Posted by: Jason-CapitalWeatherGang | October 14, 2010 11:25 AM | Report abuse

Camden, that was my very non-expert guess, with the low passing so close to D.C., the best we could hope for in the winter is mixed precip.

This seemed to me to be a somewhat unusual system because 24 hours ago there wasn't much to the SW of here on Mosaic, but by last night this had begun to change dramatically. Not one of those situations where a low intensifies in the Gulf or over the southern plains and eventually arcs northeastward.

Posted by: JerryFloyd1 | October 14, 2010 11:52 AM | Report abuse

This morning I thought that this rain would be over before noon.

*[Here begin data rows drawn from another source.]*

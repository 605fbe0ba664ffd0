//! Committed-transaction source consumed by the indexer

use tokio::sync::watch;

use crate::error::StoreResult;
use crate::storage::log::Tx;

/// Ordered, gapless source of committed transactions
///
/// Implemented by [`TransactionLog`](crate::storage::log::TransactionLog).
/// The indexer depends on this trait rather than the concrete log so that it
/// can be driven by a test source.
pub trait TxSource: Send + Sync {
    /// Highest committed TxID (0 when empty)
    fn committed_tx_id(&self) -> u64;

    /// Read a committed transaction
    ///
    /// # Errors
    ///
    /// Returns `NotFound` for TxIDs outside `[1, committed_tx_id()]`, or an
    /// I/O or corruption error from the backing store
    fn read_tx(&self, tx_id: u64) -> StoreResult<Tx>;

    /// Receiver that observes every change of the committed head
    fn subscribe(&self) -> watch::Receiver<u64>;
}
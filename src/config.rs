//! Store configuration

use std::path::PathBuf;

use crate::background::BackgroundConfig;
use crate::error::{StoreError, StoreResult};
use crate::index::IndexConfig;
use crate::storage::StorageConfig;

/// Complete store configuration
#[derive(Debug, Clone, Default, PartialEq, Eq)]
pub struct Config {
    pub storage: StorageConfig,
    pub index: IndexConfig,
    pub background: BackgroundConfig,
}

impl Config {
    /// Load from environment variables (prefix `CHAINKV_`)
    pub fn from_env() -> Self {
        Self {
            storage: StorageConfig::from_env(),
            index: IndexConfig::from_env(),
            background: BackgroundConfig::from_env(),
        }
    }

    /// Defaults rooted at `data_dir`
    #[must_use]
    pub fn for_dir(data_dir: impl Into<PathBuf>) -> Self {
        Self {
            storage: StorageConfig {
                data_dir: data_dir.into(),
                ..StorageConfig::default()
            },
            ..Self::default()
        }
    }

    /// Validate every section
    ///
    /// # Errors
    ///
    /// Returns `Config` describing the first invalid value
    pub fn validate(&self) -> StoreResult<()> {
        self.storage.validate()?;
        self.index.validate()?;
        if self.background.indexer.batch_size == 0 {
            return Err(StoreError::Config(
                "indexer batch_size must be greater than zero".into(),
            ));
        }
        Ok(())
    }
}

#[cfg(test)]
mod tests {
    use super::*;
    use serial_test::serial;

    const VARS: [&str; 9] = [
        "CHAINKV_DATA_DIR",
        "CHAINKV_LOG_DIR",
        "CHAINKV_INDEX_DIR",
        "CHAINKV_MAX_SEGMENT_SIZE",
        "CHAINKV_FSYNC",
        "CHAINKV_MAX_NODE_ENTRIES",
        "CHAINKV_BACKGROUND_DISABLED",
        "CHAINKV_INDEXER_WAIT_TIMEOUT_MS",
        "CHAINKV_INDEXER_BATCH_SIZE",
    ];

    fn clear_env() {
        for var in VARS {
            std::env::remove_var(var);
        }
    }

    #[test]
    #[serial]
    fn test_config_from_env_defaults() {
        clear_env();
        let config = Config::from_env();
        assert_eq!(config, Config::default());
        assert!(config.validate().is_ok());
    }

    #[test]
    #[serial]
    fn test_config_from_env_custom() {
        clear_env();
        std::env::set_var("CHAINKV_DATA_DIR", "/var/lib/chainkv");
        std::env::set_var("CHAINKV_MAX_SEGMENT_SIZE", "1048576");
        std::env::set_var("CHAINKV_FSYNC", "false");
        std::env::set_var("CHAINKV_MAX_NODE_ENTRIES", "16");
        std::env::set_var("CHAINKV_BACKGROUND_DISABLED", "1");

        let config = Config::from_env();
        assert_eq!(config.storage.data_dir, PathBuf::from("/var/lib/chainkv"));
        assert_eq!(config.storage.log_dir(), PathBuf::from("/var/lib/chainkv/log"));
        assert_eq!(config.storage.max_segment_size, 1_048_576);
        assert!(!config.storage.fsync_enabled);
        assert_eq!(config.index.max_node_entries, 16);
        assert!(config.background.disabled);

        clear_env();
    }

    #[test]
    fn test_for_dir() {
        let config = Config::for_dir("/tmp/store");
        assert_eq!(config.storage.index_dir(), PathBuf::from("/tmp/store/index"));
        assert!(config.storage.fsync_enabled);
        assert!(config.validate().is_ok());
    }

    #[test]
    fn test_validate_rejects_zero_batch() {
        let mut config = Config::default();
        config.background.indexer.batch_size = 0;
        assert!(matches!(config.validate(), Err(StoreError::Config(_))));
    }
}
//! Persistent copy-on-write versioned index
//!
//! Maps each key to the ascending list of TxIDs that wrote it. Nodes are
//! immutable once published and live in a [`NodeArena`]; an insert copies
//! the root-to-leaf path and publishes a new [`IndexRoot`] through `ArcSwap`.
//! Readers load a root and never wait for the writer.
//!
//! Only the indexer writes. Each transaction is applied as one batch: its
//! nodes and a commit frame are appended to `nodes.idx` before the root is
//! published, so a reopened index resumes at the last durable watermark.

pub mod config;
mod cow;
pub mod node;
pub mod reader;
pub mod snapshot;
pub mod store;

use std::path::{Path, PathBuf};
use std::sync::{Arc, Mutex};

use arc_swap::ArcSwap;

use crate::error::{StoreError, StoreResult};
use crate::storage::snapshot::SnapshotRegistry;

pub use config::IndexConfig;
pub use node::NodeId;
pub use reader::{Reader, ReaderSpec};
pub use snapshot::IndexSnapshot;
pub use store::{IndexRoot, NodeArena, NodeFile};

use cow::WriteBatch;

/// Node file name inside the index directory
pub const INDEX_FILE: &str = "nodes.idx";

/// Versioned index over the transaction log
pub struct VersionedIndex {
    dir: PathBuf,
    arena: NodeArena,

    /// Node file; holding this lock is what makes a caller the writer
    file: Mutex<NodeFile>,

    /// Latest published root
    current: ArcSwap<IndexRoot>,

    config: IndexConfig,
    snapshots: SnapshotRegistry,
}

impl VersionedIndex {
    /// Open the index, loading every committed node
    ///
    /// # Errors
    ///
    /// Returns `Config` for an invalid configuration, `Corruption` or
    /// `Unsupported` for a damaged node file, `Io` on filesystem errors
    pub fn open(
        dir: impl Into<PathBuf>,
        config: IndexConfig,
        fsync_enabled: bool,
    ) -> StoreResult<Self> {
        config.validate()?;
        let dir = dir.into();
        std::fs::create_dir_all(&dir)?;

        let loaded = NodeFile::load(&dir.join(INDEX_FILE), fsync_enabled)?;
        let arena = NodeArena::default();
        let node_count = loaded.nodes.len();
        arena.extend(0, loaded.nodes)?;

        tracing::info!(
            dir = %dir.display(),
            indexed_tx = loaded.root.indexed_tx,
            nodes = node_count,
            "Versioned index opened"
        );

        Ok(Self {
            dir,
            arena,
            file: Mutex::new(loaded.file),
            current: ArcSwap::from_pointee(loaded.root),
            config,
            snapshots: SnapshotRegistry::new(),
        })
    }

    /// Record `tx_id` for a single key
    ///
    /// Publishes a new root without moving the watermark.
    ///
    /// # Errors
    ///
    /// Returns `IllegalArguments` for an empty key or a TxID lower than the
    /// key's latest one, `Io` if the nodes cannot be persisted
    pub fn insert(&self, key: &[u8], tx_id: u64) -> StoreResult<IndexRoot> {
        self.write(tx_id, [key], false)
    }

    /// Index every key of transaction `tx_id` and advance the watermark
    ///
    /// The batch is durable before the new root is published.
    ///
    /// # Errors
    ///
    /// Returns `IllegalArguments` if `tx_id` does not directly follow the
    /// current watermark or a key is empty, `Io` if the batch cannot be
    /// persisted (nothing is published in that case)
    pub fn apply_tx<I, K>(&self, tx_id: u64, keys: I) -> StoreResult<IndexRoot>
    where
        I: IntoIterator<Item = K>,
        K: AsRef<[u8]>,
    {
        self.write(tx_id, keys, true)
    }

    fn write<I, K>(&self, tx_id: u64, keys: I, advance: bool) -> StoreResult<IndexRoot>
    where
        I: IntoIterator<Item = K>,
        K: AsRef<[u8]>,
    {
        let mut file = self.file.lock().unwrap_or_else(|p| p.into_inner());
        let current = **self.current.load();

        if advance && tx_id != current.indexed_tx + 1 {
            return Err(StoreError::IllegalArguments(format!(
                "tx {tx_id} does not follow indexed tx {}",
                current.indexed_tx
            )));
        }

        let mut batch = WriteBatch::new(&self.arena, self.config.max_node_entries);
        let mut root = current.root;
        for key in keys {
            root = Some(batch.insert(root, key.as_ref(), tx_id)?);
        }

        let next = IndexRoot {
            root,
            indexed_tx: if advance { tx_id } else { current.indexed_tx },
        };
        let base = batch.base();
        let nodes = batch.into_pending();
        let created = nodes.len();

        file.append(base, &nodes, &next)?;
        self.arena.extend(base, nodes)?;
        self.current.store(Arc::new(next));
        drop(file);

        tracing::debug!(
            tx_id,
            indexed_tx = next.indexed_tx,
            nodes = created,
            "Index root published"
        );
        Ok(next)
    }

    /// Drop every node and start over from an empty tree
    ///
    /// Only valid while no snapshot is alive.
    pub(crate) fn reset(&self) -> StoreResult<()> {
        let mut file = self.file.lock().unwrap_or_else(|p| p.into_inner());
        file.reset()?;
        self.arena.clear();
        self.current.store(Arc::new(IndexRoot::default()));
        tracing::warn!(dir = %self.dir.display(), "Versioned index reset");
        Ok(())
    }

    /// Latest published root
    #[must_use]
    pub fn root(&self) -> IndexRoot {
        **self.current.load()
    }

    /// Highest TxID whose keys are all indexed
    #[must_use]
    pub fn indexed_tx(&self) -> u64 {
        self.current.load().indexed_tx
    }

    /// View pinned at the current root
    pub fn snapshot(&self) -> IndexSnapshot<'_> {
        let root = self.root();
        IndexSnapshot::new(&self.arena, root, self.snapshots.pin(root.indexed_tx))
    }

    /// Latest TxID for `key` under the current root
    ///
    /// # Errors
    ///
    /// Returns `KeyNotFound` if `key` was never indexed
    pub fn get(&self, key: &[u8]) -> StoreResult<u64> {
        self.snapshot().get(key)
    }

    /// Up to `limit` TxIDs for `key`, newest first
    ///
    /// # Errors
    ///
    /// Returns `IllegalArguments` for `limit == 0`, `KeyNotFound` if `key`
    /// was never indexed
    pub fn get_ts(&self, key: &[u8], limit: usize) -> StoreResult<Vec<u64>> {
        self.snapshot().get_ts(key, limit)
    }

    #[must_use]
    pub fn node_count(&self) -> u64 {
        self.arena.len()
    }

    #[must_use]
    pub fn active_snapshots(&self) -> usize {
        self.snapshots.active()
    }

    #[must_use]
    pub fn config(&self) -> &IndexConfig {
        &self.config
    }

    #[must_use]
    pub fn dir(&self) -> &Path {
        &self.dir
    }
}

#[cfg(test)]
mod tests;
//! Storage module
//!
//! The transaction log, startup reconciliation with the index, and the
//! [`Store`] facade that ties them to the indexer.

pub mod config;
pub mod engine;
pub mod log;
pub mod recovery;
pub mod snapshot;

// Re-export main storage types
pub use config::StorageConfig;
pub use engine::{Health, Item, Store};
pub use log::{LogOptions, TransactionLog};
pub use recovery::RecoveryReport;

Now it seems to be filling in to the west of me. So far .95 inches in NW Montgomery.

Posted by: MKadyman | October 14, 2010 12:27 PM | Report abuse

Good soaking rain here in Franconia. I was able to get out yesterday morning and throw down starter fertilizer with some more grass seed for bare spots in my front yard which I have been reclaiming from the previous owner's neglect. the last set of storms where we had all that rain did wonders for my yard on the initial grass seed dispersal.

Posted by: FusilliJerry1 | October 14, 2010 12:48 PM | Report abuse

The west edge of this mess appears to be near Manassas, moving slowly eastward. Doesn't this mean the rain should end or at least let up by sunset?

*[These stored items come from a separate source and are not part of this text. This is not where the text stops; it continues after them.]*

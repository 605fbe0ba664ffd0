//! Node arena and its append-only backing file
//!
//! File layout (`index/nodes.idx`):
//! - File header (5 bytes): magic "CKVI", version
//! - Frames: kind (1 byte), payload_len (4 bytes), payload, crc32 (4 bytes)
//!   - node frame payload: node id (8 bytes) + encoded node
//!   - commit frame payload: root id (8 bytes, `u64::MAX` = empty),
//!     indexed tx (8 bytes), node count (8 bytes)
//!
//! Nodes written after the last commit frame are not part of any published
//! root and are dropped on open.

use std::fs::{File, OpenOptions};
use std::io::{self, BufReader, Read, Seek, SeekFrom, Write};
use std::path::{Path, PathBuf};
use std::sync::{Arc, RwLock};

use crate::error::{StoreError, StoreResult};

use super::node::{Node, NodeId};

/// Index file magic bytes "CKVI"
pub const INDEX_MAGIC: [u8; 4] = *b"CKVI";

/// Current index file format version
pub const INDEX_VERSION: u8 = 1;

const FILE_HEADER_SIZE: u64 = 5;
const FRAME_NODE: u8 = 1;
const FRAME_COMMIT: u8 = 2;
const NO_ROOT: u64 = u64::MAX;

const CRC_ISCSI: crc::Crc<u32> = crc::Crc::<u32>::new(&crc::CRC_32_ISCSI);

/// A published tree version: root handle plus the watermark it reflects
#[derive(Debug, Clone, Copy, PartialEq, Eq, Default)]
pub struct IndexRoot {
    /// Root node, `None` for the empty tree
    pub root: Option<NodeId>,

    /// Highest TxID whose keys are all reflected under `root`
    pub indexed_tx: u64,
}

/// Immutable nodes addressed by `NodeId`
#[derive(Debug, Default)]
pub struct NodeArena {
    nodes: RwLock<Vec<Arc<Node>>>,
}

impl NodeArena {
    /// Fetch a published node
    ///
    /// # Errors
    ///
    /// Returns `Corruption` for an ID that was never published
    pub fn get(&self, id: NodeId) -> StoreResult<Arc<Node>> {
        let nodes = self.nodes.read().unwrap_or_else(|p| p.into_inner());
        nodes
            .get(id as usize)
            .cloned()
            .ok_or_else(|| StoreError::Corruption(format!("dangling node reference {id}")))
    }

    /// Number of published nodes (also the next free `NodeId`)
    #[must_use]
    pub fn len(&self) -> u64 {
        self.nodes.read().unwrap_or_else(|p| p.into_inner()).len() as u64
    }

    #[must_use]
    pub fn is_empty(&self) -> bool {
        self.len() == 0
    }

    /// Publish nodes whose IDs continue the arena
    pub(crate) fn extend(&self, base: NodeId, nodes: Vec<Node>) -> StoreResult<()> {
        let mut arena = self.nodes.write().unwrap_or_else(|p| p.into_inner());
        if arena.len() as u64 != base {
            return Err(StoreError::Corruption(format!(
                "node batch starts at {base} but arena holds {}",
                arena.len()
            )));
        }
        arena.extend(nodes.into_iter().map(Arc::new));
        Ok(())
    }

    pub(crate) fn clear(&self) {
        self.nodes.write().unwrap_or_else(|p| p.into_inner()).clear();
    }
}

/// Append-only node file
pub struct NodeFile {
    path: PathBuf,
    file: File,
    len: u64,
    fsync_enabled: bool,
}

/// Contents of the node file up to its last commit frame
pub struct LoadedNodes {
    pub file: NodeFile,
    pub nodes: Vec<Node>,
    pub root: IndexRoot,
}

impl NodeFile {
    /// Open (or create) the node file and load every committed node
    ///
    /// # Errors
    ///
    /// Returns `Unsupported` for an unknown version, `Corruption` for a bad
    /// magic or non-contiguous node IDs, and `Io` on read/truncate failures
    pub fn load(path: &Path, fsync_enabled: bool) -> StoreResult<LoadedNodes> {
        let file = OpenOptions::new()
            .create(true)
            .read(true)
            .write(true)
            .truncate(false)
            .open(path)?;
        let file_len = file.metadata()?.len();

        let mut node_file = Self {
            path: path.to_path_buf(),
            file,
            len: file_len,
            fsync_enabled,
        };

        if file_len < FILE_HEADER_SIZE {
            node_file.reset()?;
            return Ok(LoadedNodes {
                file: node_file,
                nodes: Vec::new(),
                root: IndexRoot::default(),
            });
        }

        let mut reader = BufReader::new(node_file.file.try_clone()?);
        reader.seek(SeekFrom::Start(0))?;
        let mut header = [0u8; FILE_HEADER_SIZE as usize];
        reader.read_exact(&mut header)?;
        if header[..4] != INDEX_MAGIC {
            return Err(StoreError::Corruption(format!(
                "{} is not an index file",
                path.display()
            )));
        }
        if header[4] != INDEX_VERSION {
            return Err(StoreError::Unsupported(format!(
                "index format version {}",
                header[4]
            )));
        }

        let mut nodes: Vec<Node> = Vec::new();
        let mut staged: Vec<Node> = Vec::new();
        let mut root = IndexRoot::default();
        let mut offset = FILE_HEADER_SIZE;
        let mut committed_offset = FILE_HEADER_SIZE;

        while offset < file_len {
            let Some((kind, payload)) = read_frame(&mut reader, file_len - offset)? else {
                break;
            };
            offset += frame_len(payload.len());

            match kind {
                FRAME_NODE => {
                    let (id, node) = decode_node_payload(&payload)?;
                    let expected = (nodes.len() + staged.len()) as u64;
                    if id != expected {
                        return Err(StoreError::Corruption(format!(
                            "index node {id} found where {expected} was expected"
                        )));
                    }
                    staged.push(node);
                }
                FRAME_COMMIT => {
                    let (commit_root, node_count) = decode_commit_payload(&payload)?;
                    nodes.append(&mut staged);
                    if node_count != nodes.len() as u64 {
                        return Err(StoreError::Corruption(format!(
                            "index commit for tx {} expects {node_count} nodes, found {}",
                            commit_root.indexed_tx,
                            nodes.len()
                        )));
                    }
                    root = commit_root;
                    committed_offset = offset;
                }
                other => {
                    return Err(StoreError::Corruption(format!(
                        "unknown index frame kind {other}"
                    )))
                }
            }
        }

        if committed_offset < file_len {
            tracing::warn!(
                path = %path.display(),
                offset = committed_offset,
                dropped_bytes = file_len - committed_offset,
                "Truncating uncommitted index tail"
            );
            node_file.file.set_len(committed_offset)?;
            node_file.file.sync_all()?;
            node_file.len = committed_offset;
        }

        Ok(LoadedNodes {
            file: node_file,
            nodes,
            root,
        })
    }

    /// Append a batch of nodes followed by its commit frame, durably
    ///
    /// On failure the file is cut back to its previous length.
    ///
    /// # Errors
    ///
    /// Returns `Io` if the write, the fsync or the rollback fails
    pub fn append(&mut self, base: NodeId, nodes: &[Node], root: &IndexRoot) -> StoreResult<()> {
        let mut buf = Vec::new();
        for (i, node) in nodes.iter().enumerate() {
            let mut payload = (base + i as u64).to_be_bytes().to_vec();
            payload.extend_from_slice(&node.encode());
            put_frame(&mut buf, FRAME_NODE, &payload)?;
        }
        let mut commit = Vec::with_capacity(24);
        commit.extend_from_slice(&root.root.unwrap_or(NO_ROOT).to_be_bytes());
        commit.extend_from_slice(&root.indexed_tx.to_be_bytes());
        commit.extend_from_slice(&(base + nodes.len() as u64).to_be_bytes());
        put_frame(&mut buf, FRAME_COMMIT, &commit)?;

        let offset = self.len;
        if let Err(e) = self.write_at(offset, &buf) {
            tracing::error!(
                path = %self.path.display(),
                error = %e,
                "Index append failed, rolling back"
            );
            self.file.set_len(offset)?;
            return Err(e.into());
        }
        self.len += buf.len() as u64;
        Ok(())
    }

    /// Drop every node and start an empty file
    ///
    /// # Errors
    ///
    /// Returns `Io` if truncation or the header write fails
    pub fn reset(&mut self) -> StoreResult<()> {
        self.file.set_len(0)?;
        let mut header = INDEX_MAGIC.to_vec();
        header.push(INDEX_VERSION);
        self.write_at(0, &header)?;
        self.len = FILE_HEADER_SIZE;
        Ok(())
    }

    fn write_at(&mut self, offset: u64, bytes: &[u8]) -> io::Result<()> {
        self.file.seek(SeekFrom::Start(offset))?;
        self.file.write_all(bytes)?;
        self.file.flush()?;
        if self.fsync_enabled {
            self.file.sync_data()?;
        }
        Ok(())
    }

    #[must_use]
    pub fn len(&self) -> u64 {
        self.len
    }

    #[must_use]
    pub fn is_empty(&self) -> bool {
        self.len <= FILE_HEADER_SIZE
    }
}

fn frame_len(payload_len: usize) -> u64 {
    1 + 4 + payload_len as u64 + 4
}

fn put_frame(buf: &mut Vec<u8>, kind: u8, payload: &[u8]) -> io::Result<()> {
    let len = u32::try_from(payload.len())
        .map_err(|_| io::Error::new(io::ErrorKind::InvalidInput, "index node too large"))?;
    let start = buf.len();
    buf.push(kind);
    buf.extend_from_slice(&len.to_be_bytes());
    buf.extend_from_slice(payload);
    let crc = CRC_ISCSI.checksum(&buf[start..]);
    buf.extend_from_slice(&crc.to_be_bytes());
    Ok(())
}

/// Read one frame; `None` if it is short or fails its CRC
fn read_frame<R: Read>(reader: &mut R, remaining: u64) -> io::Result<Option<(u8, Vec<u8>)>> {
    let mut head = [0u8; 5];
    match reader.read_exact(&mut head) {
        Ok(()) => {}
        Err(e) if e.kind() == io::ErrorKind::UnexpectedEof => return Ok(None),
        Err(e) => return Err(e),
    }
    let payload_len = u32::from_be_bytes([head[1], head[2], head[3], head[4]]) as usize;
    if frame_len(payload_len) > remaining {
        return Ok(None);
    }

    let mut payload = vec![0u8; payload_len];
    let mut crc_bytes = [0u8; 4];
    match reader
        .read_exact(&mut payload)
        .and_then(|()| reader.read_exact(&mut crc_bytes))
    {
        Ok(()) => {}
        Err(e) if e.kind() == io::ErrorKind::UnexpectedEof => return Ok(None),
        Err(e) => return Err(e),
    }

    let mut digest = CRC_ISCSI.digest();
    digest.update(&head);
    digest.update(&payload);
    if digest.finalize() != u32::from_be_bytes(crc_bytes) {
        return Ok(None);
    }
    Ok(Some((head[0], payload)))
}

fn decode_node_payload(payload: &[u8]) -> StoreResult<(NodeId, Node)> {
    if payload.len() < 8 {
        return Err(StoreError::Corruption("index node frame too short".into()));
    }
    let (id_bytes, body) = payload.split_at(8);
    let mut id = [0u8; 8];
    id.copy_from_slice(id_bytes);
    let id = u64::from_be_bytes(id);
    let node = Node::decode(body)
        .map_err(|e| StoreError::Corruption(format!("index node {id}: {e}")))?;
    Ok((id, node))
}

fn decode_commit_payload(payload: &[u8]) -> StoreResult<(IndexRoot, u64)> {
    if payload.len() != 24 {
        return Err(StoreError::Corruption("malformed index commit frame".into()));
    }
    let field = |i: usize| {
        let mut out = [0u8; 8];
        out.copy_from_slice(&payload[i * 8..(i + 1) * 8]);
        u64::from_be_bytes(out)
    };
    let root = match field(0) {
        NO_ROOT => None,
        id => Some(id),
    };
    Ok((
        IndexRoot {
            root,
            indexed_tx: field(1),
        },
        field(2),
    ))
}

#[cfg(test)]
mod tests {
    use super::*;
    use crate::index::node::LeafEntry;
    use tempfile::tempdir;

    fn leaf(key: &str, tx: u64) -> Node {
        Node::Leaf(vec![LeafEntry::new(key.as_bytes(), tx)])
    }

    #[test]
    fn test_new_file_is_empty() {
        let dir = tempdir().unwrap();
        let loaded = NodeFile::load(&dir.path().join("nodes.idx"), false).unwrap();
        assert!(loaded.nodes.is_empty());
        assert_eq!(loaded.root, IndexRoot::default());
        assert!(loaded.file.is_empty());
    }

    #[test]
    fn test_committed_batches_reload() {
        let dir = tempdir().unwrap();
        let path = dir.path().join("nodes.idx");
        {
            let mut loaded = NodeFile::load(&path, false).unwrap();
            let first = IndexRoot {
                root: Some(0),
                indexed_tx: 1,
            };
            loaded.file.append(0, &[leaf("a", 1)], &first).unwrap();
            let second = IndexRoot {
                root: Some(2),
                indexed_tx: 2,
            };
            loaded
                .file
                .append(1, &[leaf("b", 2), leaf("a", 1)], &second)
                .unwrap();
        }

        let loaded = NodeFile::load(&path, false).unwrap();
        assert_eq!(loaded.nodes.len(), 3);
        assert_eq!(
            loaded.root,
            IndexRoot {
                root: Some(2),
                indexed_tx: 2
            }
        );
    }

    #[test]
    fn test_uncommitted_tail_is_dropped() {
        let dir = tempdir().unwrap();
        let path = dir.path().join("nodes.idx");
        let committed_len = {
            let mut loaded = NodeFile::load(&path, false).unwrap();
            let root = IndexRoot {
                root: Some(0),
                indexed_tx: 1,
            };
            loaded.file.append(0, &[leaf("a", 1)], &root).unwrap();
            loaded.file.len()
        };

        // A node frame without its commit frame, then a torn frame
        let mut tail = Vec::new();
        let mut payload = 1u64.to_be_bytes().to_vec();
        payload.extend_from_slice(&leaf("b", 2).encode());
        put_frame(&mut tail, FRAME_NODE, &payload).unwrap();
        tail.extend_from_slice(&[FRAME_COMMIT, 0, 0]);
        OpenOptions::new()
            .append(true)
            .open(&path)
            .unwrap()
            .write_all(&tail)
            .unwrap();

        let loaded = NodeFile::load(&path, false).unwrap();
        assert_eq!(loaded.nodes.len(), 1);
        assert_eq!(loaded.root.indexed_tx, 1);
        assert_eq!(loaded.file.len(), committed_len);
        assert_eq!(std::fs::metadata(&path).unwrap().len(), committed_len);
    }

    #[test]
    fn test_unknown_version_is_unsupported() {
        let dir = tempdir().unwrap();
        let path = dir.path().join("nodes.idx");
        let mut header = INDEX_MAGIC.to_vec();
        header.push(42);
        std::fs::write(&path, header).unwrap();

        assert!(matches!(
            NodeFile::load(&path, false),
            Err(StoreError::Unsupported(_))
        ));
    }

    #[test]
    fn test_arena_rejects_gaps() {
        let arena = NodeArena::default();
        arena.extend(0, vec![leaf("a", 1)]).unwrap();
        assert!(arena.extend(5, vec![leaf("b", 2)]).is_err());
        assert_eq!(arena.len(), 1);
        assert!(arena.get(0).is_ok());
        assert!(matches!(arena.get(1), Err(StoreError::Corruption(_))));
    }
}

Posted by: Bombo47jea | October 14, 2010 12:50 PM | Report abuse

@Bombo and others--

Looks like bulk of the rain ends between 2 and 4 p.m.

Posted by: Jason-CapitalWeatherGang | October 14, 2010 1:33 PM | Report abuse

Centreville VA rain seems to have ended here. Sky is getting brighter.

Posted by: FIREDRAGON47 | October 14, 2010 1:49 PM | Report abuse

CWG: thanks for explanation on cloud top height.

Posted by: tinkerbelle | October 14, 2010 2:04 PM | Report abuse

The comments to this entry are closed.